SK: Okay, that’s good. Then I’ll say I like the drive-in format! In this current climate, I just want people to be safe so if drive-ins the way to see this movie on the big screen then that’s the way it should be. It does feel like a drive-in movie to me in terms of a fun event movie which was definitely my intention with the film. I wanted to make something community based. You want to enjoy the laughs with the people around you. Seeing it in a crowd, if that means seeing it in a crowded parking lot with other people then that’s how it’s got to be. I’m glad it’s playing at drive-ins, I think it’s fun. And hopefully I get to watch it at a drive-in at some point!
JD: Also made a great double-feature with Adam Egypt Mortimer’s ARCHENEMY at Beyond Fest.
SK: How was that?
JD: I really enjoyed it, I thought it was a lot of fun. And it was interesting because it was a subversive superhero movie with a subversive supervillain movie.

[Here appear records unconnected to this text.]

//! Minimal CSV reading and writing.
//!
//! Handles what threat feeds and our own reports need: quoted fields,
//! doubled-quote escapes, embedded newlines inside quotes, CRLF line
//! endings and a leading byte order mark.

use std::borrow::Cow;

/// Splits CSV text into records of fields.
///
/// Blank lines are skipped. A `"` only opens a quoted section at the start
/// of a field; elsewhere it is kept literally.
pub fn parse_records(text: &str) -> Vec<Vec<String>> {
    let text = text.strip_prefix('\u{feff}').unwrap_or(text);

    let mut records = Vec::new();
    let mut record = Vec::new();
    let mut field = String::new();
    let mut in_quotes = false;
    let mut quoted = false;
    let mut chars = text.chars().peekable();

    while let Some(c) = chars.next() {
        if in_quotes {
            match c {
                '"' if chars.peek() == Some(&'"') => {
                    chars.next();
                    field.push('"');
                }
                '"' => in_quotes = false,
                _ => field.push(c),
            }
            continue;
        }

        match c {
            '"' if field.is_empty() && !quoted => {
                in_quotes = true;
                quoted = true;
            }
            ',' => {
                record.push(std::mem::take(&mut field));
                quoted = false;
            }
            '\r' if chars.peek() == Some(&'\n') => {}
            '\n' | '\r' => {
                record.push(std::mem::take(&mut field));
                quoted = false;
                push_record(&mut records, std::mem::take(&mut record));
            }
            _ => field.push(c),
        }
    }

    if !field.is_empty() || !record.is_empty() || quoted {
        record.push(field);
        push_record(&mut records, record);
    }

    records
}

fn push_record(records: &mut Vec<Vec<String>>, record: Vec<String>) {
    let blank = record.len() == 1 && record[0].trim().is_empty();
    if !blank {
        records.push(record);
    }
}

/// Quotes a field if it contains a delimiter, quote or line break.
pub fn escape_field(field: &str) -> Cow<'_, str> {
    if field.contains([',', '"', '\n', '\r']) {
        Cow::Owned(format!("\"{}\"", field.replace('"', "\"\"")))
    } else {
        Cow::Borrowed(field)
    }
}

/// Joins fields into one CSV line, without the trailing newline.
pub fn format_record<'a>(fields: impl IntoIterator<Item = &'a str>) -> String {
    fields
        .into_iter()
        .map(escape_field)
        .collect::<Vec<_>>()
        .join(",")
}

#[cfg(test)]
mod tests {
    use super::*;

    #[test]
    fn test_parse_plain_fields() {
        let records = parse_records("a,b,c\n1,2,3\n");
        assert_eq!(records, vec![vec!["a", "b", "c"], vec!["1", "2", "3"]]);
    }

    #[test]
    fn test_parse_quoted_with_escapes() {
        let records = parse_records("\"@foo/bar\",\"npm\",\"[\"\"1.0.0||2.0.0\"\"]\",\"XRAY-1\"\n");
        assert_eq!(
            records,
            vec![vec!["@foo/bar", "npm", "[\"1.0.0||2.0.0\"]", "XRAY-1"]]
        );
    }

    #[test]
    fn test_parse_crlf_bom_and_blank_lines() {
        let records = parse_records("\u{feff}name,version\r\n\r\nleft-pad,1.0.0\r\n");
        assert_eq!(records, vec![vec!["name", "version"], vec!["left-pad", "1.0.0"]]);
    }

    #[test]
    fn test_parse_embedded_newline() {
        let records = parse_records("\"multi\nline\",x");
        assert_eq!(records, vec![vec!["multi\nline", "x"]]);
    }

    #[test]
    fn test_parse_no_trailing_newline_keeps_empty_last_field() {
        let records = parse_records("a,b,");
        assert_eq!(records, vec![vec!["a", "b", ""]]);
    }

    #[test]
    fn test_escape_field() {
        assert_eq!(escape_field("plain"), "plain");
        assert_eq!(escape_field("a,b"), "\"a,b\"");
        assert_eq!(escape_field("say \"hi\""), "\"say \"\"hi\"\"\"");
    }

    #[test]
    fn test_format_record_round_trips_through_parser() {
        let line = format_record(["@foo/bar", "1.0.0", "timed out, retrying", ""]);
        assert_eq!(line, "@foo/bar,1.0.0,\"timed out, retrying\",");
        assert_eq!(
            parse_records(&line),
            vec![vec!["@foo/bar", "1.0.0", "timed out, retrying", ""]]
        );
    }
}
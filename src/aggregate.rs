//! Reassembles dispatch outcomes into ordered report rows.
//!
//! Outcomes arrive in completion order. The [`Aggregator`] slots each one
//! by candidate index and emits rows in the original candidate order once
//! the run is over, so the same feed snapshot always yields the same report.

use crate::dispatch::Dispatched;
use crate::model::{Candidate, QueryOutcome, ReportRow, RowStatus};
use futures::{Stream, StreamExt};
use tracing::warn;

pub struct Aggregator {
    slots: Vec<Option<QueryOutcome>>,
    recorded: usize,
}

impl Aggregator {
    /// Creates an aggregator expecting outcomes for `len` candidates.
    pub fn new(len: usize) -> Self {
        Self {
            slots: vec![None; len],
            recorded: 0,
        }
    }

    /// Stores the outcome for candidate `index`.
    ///
    /// Returns false, keeping the earlier value, if the index is out of range
    /// or already has an outcome.
    pub fn record(&mut self, index: usize, outcome: QueryOutcome) -> bool {
        match self.slots.get_mut(index) {
            Some(slot @ None) => {
                *slot = Some(outcome);
                self.recorded += 1;
                true
            }
            Some(Some(_)) => {
                warn!(index, "Ignoring duplicate outcome");
                false
            }
            None => {
                warn!(index, expected = self.slots.len(), "Ignoring outcome for unknown candidate");
                false
            }
        }
    }

    /// Number of candidates with an outcome so far.
    pub fn recorded(&self) -> usize {
        self.recorded
    }

    pub fn is_complete(&self) -> bool {
        self.recorded == self.slots.len()
    }

    /// Emits rows in candidate order. Candidates without an outcome are
    /// left out.
    pub fn finish(self, candidates: &[Candidate]) -> Vec<ReportRow> {
        candidates
            .iter()
            .zip(self.slots)
            .filter_map(|(candidate, outcome)| outcome.map(|o| rows_for(candidate, &o)))
            .flatten()
            .collect()
    }
}

/// Turns one candidate's outcome into its report rows.
///
/// A found candidate yields one `FOUND` row per location. Anything else
/// yields exactly one row.
pub fn rows_for(candidate: &Candidate, outcome: &QueryOutcome) -> Vec<ReportRow> {
    let row = |status: RowStatus, repo: String, path: String| ReportRow {
        package: candidate.package.clone(),
        version: candidate.version.clone(),
        filename: candidate.filename.clone(),
        status,
        repo,
        path,
    };

    match outcome {
        QueryOutcome::Found(locations) => locations
            .iter()
            .map(|l| row(RowStatus::Found, l.repo.clone(), l.path.clone()))
            .collect(),
        QueryOutcome::NotFound => vec![row(RowStatus::NotFound, String::new(), String::new())],
        QueryOutcome::Failed(err) => vec![row(RowStatus::Error, err.to_string(), String::new())],
    }
}

/// Drains a dispatch stream and returns the ordered rows.
pub async fn aggregate<S>(candidates: &[Candidate], outcomes: S) -> Vec<ReportRow>
where
    S: Stream<Item = Dispatched>,
{
    let mut aggregator = Aggregator::new(candidates.len());
    let mut outcomes = std::pin::pin!(outcomes);
    while let Some(dispatched) = outcomes.next().await {
        aggregator.record(dispatched.index, dispatched.outcome);
    }
    aggregator.finish(candidates)
}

SK: That’s fun! Yeah, I want to check that out. I am really bummed I couldn’t go to Beyond Fest. I’ve heard nothing but good things about it and I heard it has good crowds. Their drive-in set-up sounds like a blast. Hopefully, next time. Hopefully if the world calms down, I can go see some stuff there next time.
JD: On that note, are you working on anything now? Do you have anything you are planning on working on next?
SK: Right now, I am three weeks into directing the first block of DAY OF THE DEAD the TV show. So, that’s where I’m at right now. It’s why I’m so tired at the moment because it’s been a pretty long week of zombies and mayhem. This is what my 2020 has been, mostly working on that show. I assume it’ll air in 2021 on the Syfy Channel sometime. It’s super fun, and I am super excited for people to see it. I’m not allowed to say anything about it, but I will say I am having a blast making it. It’s a unique and fun take on the idea. I think it’s going to be a good time.
JD: Anything else you’d like to say before we conclude?
SK: If PG’s playing near you, go see it but be safe.
PG: Psycho Goreman will be available in theaters and VOD starting January 22nd 2021.